Why have they raised interest rates?
The BoE thinks that over the next few years the amount of goods and services that the UK can produce will grow more slowly. But demand for these goods and services will continue to grow strongly. Left unchecked, this imbalance in supply and demand will push up prices – i.e. inflation.
The BoE’s job is to control inflation, primarily by bringing demand back in line with supply. And it does this by raising interest rates: making borrowing more expensive, and saving more attractive.
Why raise rates now?
The BoE has been saying that rates need to rise since last summer. And it has already raised rates once, in November 2017, when rates went from 0.25% (a historic low) to 0.5%.
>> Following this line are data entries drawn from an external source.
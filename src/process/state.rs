//! # Process lifecycle states.
//!
//! [`ProcessState`] is an ordered enumeration describing how far a worker
//! process has progressed. The ordering is load-bearing: the join phase
//! waits on every process whose state is below [`ProcessState::Joined`].
//!
//! A state never decreases over a process's life, except through an
//! explicit restart, which logically installs a new process in the same
//! worker slot (starting over from `Idle`).

/// Lifecycle stage of a worker process, ordered by progression.
#[derive(Clone, Copy, Debug, PartialEq, Eq, PartialOrd, Ord, Hash)]
pub enum ProcessState {
    /// Created but not yet started.
    Idle,
    /// Spawn in progress.
    Starting,
    /// The OS process is running.
    Started,
    /// The process reported readiness.
    ///
    /// Reserved for implementations with a readiness handshake;
    /// [`CommandProcess`](crate::CommandProcess) never sets it.
    Acked,
    /// The process exited and has been reaped.
    Joined,
    /// Termination is complete.
    Terminated,
}

impl ProcessState {
    /// Short lowercase name for logs.
    pub fn as_str(self) -> &'static str {
        match self {
            ProcessState::Idle => "idle",
            ProcessState::Starting => "starting",
            ProcessState::Started => "started",
            ProcessState::Acked => "acked",
            ProcessState::Joined => "joined",
            ProcessState::Terminated => "terminated",
        }
    }
}
/******************************************************************************
 * Copyright ContinuousC. Licensed under the "Elastic License 2.0".           *
 ******************************************************************************/

pub(crate) mod error;
pub(crate) mod ids;
pub(crate) mod rules;

pub use error::{Error, Result};
pub use ids::{AlertName, LabelName, MetricName, RuleUid};
pub use rules::{
    AlertQuery, AlertingRule, ExecErrState, GrafanaRule, GrafanaRuleDef, NoDataState,
    RecordingRule, RelativeTimeRange, Rule, RuleGroup, RuleGroupAction, SwapOperation,
};
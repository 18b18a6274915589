/******************************************************************************
 * Copyright ContinuousC. Licensed under the "Elastic License 2.0".           *
 ******************************************************************************/

pub type Result<T> = std::result::Result<T, Error>;

#[derive(thiserror::Error, Debug)]
pub enum Error {
    #[error("invalid rule uid: {0}")]
    InvalidRuleUid(String),
    #[error("invalid metric name: {0}")]
    InvalidMetricName(String),
    #[error("invalid label name: {0}")]
    InvalidLabelName(String),
}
Despite lots of rumours, rates were not increased by the Monetary Policy Committee (MPC) at their meeting in May. That’s because new data in early 2018 suggested that demand wasn’t growing as strongly as expected, possibly making further rises unnecessary. But this slowdown now looks temporary, probably caused by the “Beast from the East” cold snap in March (which reduced household spending).
The MPC had been hinting for a few months that rates would go up in August, and today confirmed an increase of 0.25% to bring interest rates up to 0.75%.
Just to give some perspective, this is only the second 0.25% increase in 10 years. In the first few years at Zopa (from 2005 up to 2008), we saw higher interest rates in general, and more volatility. For example, November 2006 – August 2007 saw a jump of 0.75% to 5.75%, compared to the increase of 0.25% in November 2017 – August 2018 to 0.75%.
But what could this change mean for you?
For a lot of people, there won’t be an instant consequence. Unless, of course, you’re on a tracker mortgage. In that case, your monthly mortgage repayments will go up, as they follow the movements of the BoE base rate.
But in many ways any changes will take a little while to kick in.
If you’ve already got a fixed-rate personal loan, fixed-rate mortgage, or a deposit account, its rate won’t change immediately (by definition). But if you come to the end of your term and take out a new product, the rate on that might be higher than your existing one.
But even rates on these new products won’t necessarily change in response to today’s rate rise.
That’s because interest rates on fixed-rate products are not set based on what rates are right now, but on what they are likely to be in the future (for the whole term of the loan or deposit).
So today’s rate rise, which has been expected for some time, should already be reflected across rates for new fixed-term loans and deposits, as the provider would have anticipated the move and priced accordingly.
What could happen for investors at Zopa?
Competitor pricing is one of several factors we look into when setting our loan prices, alongside the BoE base rate. We track the market to stay competitive, but not lead a race to the bottom. We still want to attract the most creditworthy borrowers to Zopa.
Typically, a rate rise leads to higher prices for borrowers across all loan types. Often, but not always, it also translates into higher savings rates: however if history is anything to go by, financial organisations don’t always pass rate rises on to savers. According to the BBC, since the last rate rise only 50% of savings accounts actually saw an increase in rate: and even that was only 0.2% on average, and not the full 0.25%.
We’ll be monitoring all of this closely, as returns for investors are dependent on loan pricing. If there is any change, the benefit would be passed on to you.
And finally, there’s the longer-term impact
If the BoE’s rate change has the desired effect, it will help stop inflation from getting out of control. Which in the long run is good for everyone – even if (like me) your mortgage payments go up…
Greg Stevens is our resident Regulatory Analyst here at Zopa.